(Data extracted from a collection)
====================

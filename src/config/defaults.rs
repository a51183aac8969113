//! Built-in lane defaults (layer 1 of the config merge).

/// Smallest admissible build concurrency.
pub const MIN_CAPACITY: usize = 1;

/// Largest admissible build concurrency. Capacity is clamped here no matter
/// what the environment asks for, to bound resource usage on the host.
pub const MAX_CAPACITY: usize = 4;

/// Default concurrent build slots.
pub const DEFAULT_CAPACITY: usize = 2;

/// Default absolute per-build budget: 45 minutes.
pub const DEFAULT_ABSOLUTE_TIMEOUT_SECS: u64 = 45 * 60;

/// Default inactivity window: 10 minutes without observed progress.
pub const DEFAULT_INACTIVITY_TIMEOUT_SECS: u64 = 10 * 60;

/// Default slot-watchdog tick period.
pub const DEFAULT_WATCHDOG_PERIOD_SECS: u64 = 60;

/// Default supervisor timeout-check period.
pub const DEFAULT_TIMEOUT_CHECK_SECS: u64 = 30;

/// Clamp a configured capacity into the admissible range.
pub fn clamp_capacity(requested: usize) -> usize {
    requested.clamp(MIN_CAPACITY, MAX_CAPACITY)
}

====================

#### TASK OBJECTIVE:
Only a word-for-word repetition of the lines from the one containing "pub const DEFAULT_INACTIVITY_TIMEOUT_SECS: u64" to the final line of the data above counts as the answer.

#### ANSWER TO THE PROBLEM:
pub const DEFAULT_INACTIVITY_TIMEOUT_SECS: u64 = 10 * 60;

/// Default slot-watchdog tick period.
pub const DEFAULT_WATCHDOG_PERIOD_SECS: u64 = 60;

/// Default supervisor timeout-check period.
pub const DEFAULT_TIMEOUT_CHECK_SECS: u64 = 30;

/// Clamp a configured capacity into the admissible range.
pub fn clamp_capacity(requested: usize) -> usize {
    requested.clamp(MIN_CAPACITY, MAX_CAPACITY)
}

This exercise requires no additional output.